We had a discussion some while ago in a Staff Meeting about what we were to call this theme that draws us together today. Climate justice / Environmental care? We have a network of “Environment” officers, and Elizabeth Bussman leads them, who is with us today. We decided to stick with the term “Creation”, because it already speaks of a Creator and is thus distinctively a term from the church. The Environment department was created by a merger of others in 1970, and it embodied a term that had been around for a long time. We mean it well, but it is a term about which we might be cautious: maybe we might re-think what we call our officers? Because what does it mean? It says a lot about what the World has allowed the Creation to become. Because it means that sphere that “environs” me, you, us, humanity. To speak of the environment is really to put ourselves already at the centre. (Of course, the problem is that finding alternatives is horribly difficult! And just because of that, we may choose to keep the term for those who champion the cause of the creation.) 

And here comes Psalm 24, proclaiming, “The earth is the Lord’s”. Not mine, not yours, not ours. And there’s more: “The earth is the Lord’s” and so are “all that dwell therein”. We ourselves are not the centre, but we are in the environment of God; he is the centre. This one verse sets out that there is a creation that belongs to God, and that we are ordered within it, to serve him. Not surprising, then, that we in the church of God, can sing, “All creatures of our God and King, lift up your voice and with us sing.” We are not the centre of the creation, but the conductors of creation’s symphony, tending it, renewing it, and ordering its song towards its Creator. 

This is how it was meant to be, and that is worth remembering when we are so occupied, understandably at the moment, not with the song of creation, but with its groanings, creaks and stresses, so many of them imposed by ourselves. Yet even when so many try to help, the direction can tend to go awry, because of the nature of the human heart. We are called probably to care for the planet for the sake of succeeding generations, but we are called to care for the planet primarily to care for it for the sake of Christ. The letter to the Colossians reminds us that the creation is in him, through him and even for him. The great American preacher and philosopher Jonathan Edwards claimed 300 years ago that the whole created order was brought into being in order that the Son of God might be complete in a bride. Creation is for Christ. What else would we expect if we have heard Isaiah tell us, as he does today, that the richest of food is the Word of God, that the most basic feeding is upon God’s covenant with his people. 

That’s why our service carries the reminder, as its theme, that the creation is very good. We face the summons to care for the creation in ways that we have ignored for too long, but we can only do so when we believe that there is goodness behind it all. Perhaps, we need, too, to know that there is goodness ahead. There is much to repent of, but repentance leads to forgiveness and new determination. The worst reaction to the ills of our world, grave as they are, is to give up, and to despair. Despair disables action. It’s no coincidence that it was among the deadly sins. An unrelieved fog of guilt and shame is crippling to the soul: “What can I do – it will make no difference”. So let us fix our eyes on the one for whom the Creation is made, who alone can forgive, who alone can usher in a new, renewed creation. He it is who reminds us that it is in the nature of good soil to bring forth 30, 60 or a hundred-fold. He meant the preaching of the disciples, but he drew his point from something everyone knew, in a world that lived closer to that soil. 
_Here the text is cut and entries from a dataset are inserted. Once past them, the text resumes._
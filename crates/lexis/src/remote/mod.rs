//! remote module
//!
//! Network collaborators consulted by the resolvers: a definition API
//! (Wiktionary), a translation API (Lingva) and a pronunciation API (Forvo).
//! Each one sits behind a trait so the resolvers can be driven by in-process
//! fakes.

pub mod forvo;
pub mod lingva;
pub mod wiktionary;

use std::time::Duration;

use async_trait::async_trait;
use percent_encoding::{AsciiSet, NON_ALPHANUMERIC, utf8_percent_encode};
use reqwest::StatusCode;

use crate::config::RemoteConfig;
use crate::errors::{LexisError, LexisResult, RemoteError};
use crate::models::{AudioMap, SenseGroup};

pub use forvo::ForvoClient;
pub use lingva::LingvaClient;
pub use wiktionary::WiktionaryClient;

/// Characters escaped in a URL path segment (RFC 3986 unreserved are kept).
const PATH_SEGMENT: &AsciiSet =
  &NON_ALPHANUMERIC.remove(b'-').remove(b'_').remove(b'.').remove(b'~');

/// Definition lookup by word and language
#[async_trait]
pub trait DefinitionApi: Send + Sync {
  /// Senses of `word` grouped by part of speech.
  ///
  /// `Err(RemoteError::NotFound)` when the source has no entry.
  async fn define(&self, word: &str, language: &str) -> Result<Vec<SenseGroup>, RemoteError>;
}

/// Machine translation of single words
#[async_trait]
pub trait TranslationApi: Send + Sync {
  /// Translates `word` from `source` into `target`.
  ///
  /// `endpoint` replaces the configured service instance for this call.
  async fn translate(
    &self,
    word: &str,
    source: &str,
    target: &str,
    endpoint: Option<&str>,
  ) -> Result<String, RemoteError>;

  /// True if `language` can be used as a source language
  fn supports_language(&self, language: &str) -> bool;
}

/// How many pronunciations to return
#[derive(Debug, Clone, Copy, PartialEq, Eq)]
pub enum PronunciationMode {
  /// Every recording
  All,
  /// Only the best rated recording
  Best,
}

/// Pronunciation recordings by word and language
#[async_trait]
pub trait PronunciationApi: Send + Sync {
  /// `label -> URL` of recordings of `word`.
  async fn pronunciations(
    &self,
    word: &str,
    language: &str,
    mode: PronunciationMode,
  ) -> Result<AudioMap, RemoteError>;
}

/// Builds the HTTP client shared by every remote collaborator.
///
/// The configured timeout bounds each request as a whole.
pub fn build_client(config: &RemoteConfig) -> LexisResult<reqwest::Client> {
  reqwest::Client::builder()
    .timeout(Duration::from_millis(config.timeout_ms))
    .user_agent(concat!("lexis/", env!("CARGO_PKG_VERSION")))
    .build()
    .map_err(|e| LexisError::HttpClient(e.to_string()))
}

/// Percent-encodes `text` for use as one URL path segment.
pub(crate) fn encode_segment(text: &str) -> String {
  utf8_percent_encode(text, PATH_SEGMENT).to_string()
}

/// `404` is a miss, any other non-success status means the source is unavailable.
pub(crate) fn check_status(status: StatusCode) -> Result<(), RemoteError> {
  if status == StatusCode::NOT_FOUND {
    Err(RemoteError::NotFound)
  } else if !status.is_success() {
    Err(RemoteError::Status(status.as_u16()))
  } else {
    Ok(())
  }
}

/// Sends a GET request and returns the body of a successful response.
pub(crate) async fn get_text(client: &reqwest::Client, url: &str) -> Result<String, RemoteError> {
  let response = client.get(url).send().await?;
  check_status(response.status())?;
  Ok(response.text().await?)
}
Like me, you will have watched, appalled, at the disasters that unfolded in Europe this summer. Some, of course, have nothing to do with human change, as far as we know: the volcano

of Cumbre Vieja exploded on the island of La Palma (where we have a chaplaincy), and we should not forget their suffering. But much was to do with human change to the climate: floods in Germany, and Benelux; fires in Greece, Turkey and Spain. 

If despair is a deadly sin for God’s people, the opposite, to which we are called, is hope. And I have found inspiring two stories of hope that come from the east of our Diocese. Local Christians have faced the disasters, and they have thought, “What can we do?” 
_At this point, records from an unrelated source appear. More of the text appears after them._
// ─────────────────────────────────────────────────────────────────────────────
// Test Module
// ─────────────────────────────────────────────────────────────────────────────

#[cfg(test)]
mod tests {
  use super::*;
  use std::fs;
  use tempfile::TempDir;

  // ─── Test Helpers ─────────────────────────────────────────────────────

  fn create_valid_config(temp_dir: &TempDir) -> LexisConfig {
    LexisConfig::with_data_dir(temp_dir.path().join("store"))
  }

  // ─── validate() Normal Case Tests ────────────────────────────────────────────

  #[test]
  fn validate_accepts_valid_config() {
    let temp_dir = TempDir::new().unwrap();
    let config = create_valid_config(&temp_dir);

    assert!(config.validate().is_ok(), "valid config should pass validation");
  }

  #[test]
  fn validate_creates_missing_data_dir() {
    let temp_dir = TempDir::new().unwrap();
    let config = create_valid_config(&temp_dir);
    assert!(!config.data_dir().exists());

    config.validate().unwrap();

    assert!(config.data_dir().is_dir());
  }

  #[test]
  fn validate_accepts_boundary_writer_memory() {
    let temp_dir = TempDir::new().unwrap();
    let mut config = create_valid_config(&temp_dir);

    config.store.writer_memory_bytes = 15_000_000;
    assert!(config.validate().is_ok());

    config.store.writer_memory_bytes = 1_000_000_000;
    assert!(config.validate().is_ok());
  }

  // ─── validate() Abnormal Cases ───────────────────────────────────────────

  #[test]
  fn validate_rejects_empty_data_dir() {
    let mut config = LexisConfig::with_data_dir("");
    config.store.writer_memory_bytes = 0;

    let err = config.validate().unwrap_err();
    assert!(matches!(err, ConfigError::EmptyDataDir));
  }

  #[test]
  fn validate_rejects_writer_memory_too_small() {
    let temp_dir = TempDir::new().unwrap();
    let mut config = create_valid_config(&temp_dir);
    config.store.writer_memory_bytes = 1_000_000;

    match config.validate().unwrap_err() {
      ConfigError::InvalidWriterMemoryBytes { min, actual, .. } => {
        assert_eq!(min, 15_000_000);
        assert_eq!(actual, 1_000_000);
      }
      other => panic!("expected InvalidWriterMemoryBytes error, got {other:?}"),
    }
  }

  #[test]
  fn validate_rejects_zero_timeout() {
    let temp_dir = TempDir::new().unwrap();
    let mut config = create_valid_config(&temp_dir);
    config.remote.timeout_ms = 0;

    let err = config.validate().unwrap_err();
    assert!(matches!(err, ConfigError::InvalidRemoteTimeout { actual: 0, .. }));
  }

  #[test]
  fn validate_rejects_data_dir_is_file() {
    let temp_dir = TempDir::new().unwrap();
    let file_path = temp_dir.path().join("not-a-dir");
    fs::write(&file_path, b"dummy").unwrap();

    let config = LexisConfig::with_data_dir(&file_path);

    match config.validate().unwrap_err() {
      ConfigError::InvalidDataDir { path } => assert_eq!(path, file_path),
      other => panic!("expected InvalidDataDir error, got {other:?}"),
    }
  }

  #[test]
  fn validate_rejects_data_dir_creation_failure() {
    let temp_dir = TempDir::new().unwrap();
    let parent_file = temp_dir.path().join("parent_file");
    fs::write(&parent_file, b"dummy").unwrap();

    let config = LexisConfig::with_data_dir(parent_file.join("child_dir"));

    let err = config.validate().unwrap_err();
    assert!(matches!(err, ConfigError::DataDirCreationFailed { .. }));
  }

  #[test]
  fn validate_rejects_missing_lexicon_dir() {
    let temp_dir = TempDir::new().unwrap();
    let mut config = create_valid_config(&temp_dir);
    config.normalizer.lexicon_dir = Some(temp_dir.path().join("nope"));

    let err = config.validate().unwrap_err();
    assert!(matches!(err, ConfigError::InvalidLexiconDir { .. }));
  }

  // ─── Loading Tests ───────────────────────────────────────────────────────

  #[test]
  fn from_file_fills_defaults() {
    let temp_dir = TempDir::new().unwrap();
    let path = temp_dir.path().join("lexis.json");
    fs::write(&path, r#"{ "store": { "data_dir": "/tmp/lexis" } }"#).unwrap();

    let config = LexisConfig::from_file(&path).unwrap();

    assert_eq!(config.data_dir(), Path::new("/tmp/lexis"));
    assert_eq!(config.writer_memory_bytes(), 50_000_000);
    assert_eq!(config.remote_timeout(), Duration::from_millis(DEFAULT_TIMEOUT_MS));
    assert_eq!(config.remote.translation_target, "en");
    assert!(config.remote.forvo_api_key.is_none());
    assert_eq!(config.log_level(), LogLevel::Info);
  }

  #[test]
  fn from_file_reads_all_sections() {
    let temp_dir = TempDir::new().unwrap();
    let path = temp_dir.path().join("lexis.json");
    fs::write(
      &path,
      r#"{
        "store": { "data_dir": "/data", "writer_memory_bytes": 20000000 },
        "remote": { "timeout_ms": 1500, "translation_target": "de", "forvo_api_key": "k" },
        "normalizer": { "lexicon_dir": "/lex" },
        "logging": { "level": "debug" }
      }"#,
    )
    .unwrap();

    let config = LexisConfig::from_file(&path).unwrap();

    assert_eq!(config.writer_memory_bytes(), 20_000_000);
    assert_eq!(config.remote_timeout(), Duration::from_millis(1500));
    assert_eq!(config.remote.translation_target, "de");
    assert_eq!(config.remote.forvo_api_key.as_deref(), Some("k"));
    assert_eq!(config.normalizer.lexicon_dir.as_deref(), Some(Path::new("/lex")));
    assert_eq!(config.log_level(), LogLevel::Debug);
  }

  #[test]
  fn from_file_reports_parse_errors() {
    let temp_dir = TempDir::new().unwrap();
    let path = temp_dir.path().join("broken.json");
    fs::write(&path, "{ not json").unwrap();

    let err = LexisConfig::from_file(&path).unwrap_err();
    assert!(matches!(err, ConfigError::ParseFailed { .. }));
  }

  #[test]
  fn from_file_reports_missing_file() {
    let err = LexisConfig::from_file("/nonexistent/lexis.json").unwrap_err();
    assert!(matches!(err, ConfigError::ReadFailed { .. }));
  }

  // ─── Accessor Method Tests ───────────────────────────────────────────────

  #[test]
  fn store_paths_are_under_data_dir() {
    let config = LexisConfig::with_data_dir("/srv/lexis");

    assert_eq!(config.entries_path(), PathBuf::from("/srv/lexis/entries"));
    assert_eq!(config.registry_path(), PathBuf::from("/srv/lexis/registry.json"));
  }

  #[test]
  fn log_level_parses_case_insensitively() {
    assert_eq!("WARN".parse::<LogLevel>().unwrap(), LogLevel::Warn);
    assert!("verbose".parse::<LogLevel>().is_err());
    assert_eq!(LogLevel::Trace.as_directive(), "trace");
  }
}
In Turkey, a single Protestant church has generated “First Hope”, a non-governmental organisation that goes into zones affected by disasters with water trucks. Families affected often have no access to clean water, and they provide trailers with showers, toilets and facilities to wash clothes. They could have said, “What can we do?” But they listened to the needs of the people, and they went. In Greece, the Archdiocese of Athens has for years helped with the schooling of refugees and migrants. But this year, they have felt called to add to that support by helping Greek children whose schools were affected by the fires. What I loved about their proposal was a line that said they would start with a flat-rate grant, in order to cut out the bureaucracy that inhibits swift action from government bodies. Again, they were on the ground; they know what it’s like, and they acted.  I find these stories from our Advent appeal inspiring because they speak of the church doing what it should always do. Listen. Look. See what is going on. Hear what God is saying through it. And go, make a difference. 

Of course, for me, and perhaps for you, getting ready for all that COP26 will bring, it’s almost easier to send money to an appeal than to remember to turn the lights off day after day, because it just might contribute to keeping the Maldives above water. It’s hard to do the ordinary things that might make a difference. I hope that, next term, we’ll run an audit on the energy use of the Bishop’s Office. Frankly, I expect it will be quite tedious. There’s a terrific slide I could have shown you of a very joyful little Turkish girl washing her hands in clean water in a trailer of First Hope. But the chances are very low that I’d be able to show you a joyful person calculating the energy use of our fridge! It’s hard to do the ordinary things. But both are needed, the corrective work and the preventive work. Why? Because the whole created order was brought into being in order that the Son of God might be complete in a bride. We care for what God has made. We care about what God will complete. Not just for the sake of succeeding generations. But for the sake of the one for whom it was made. And it was made to be – it is meant to be – very good.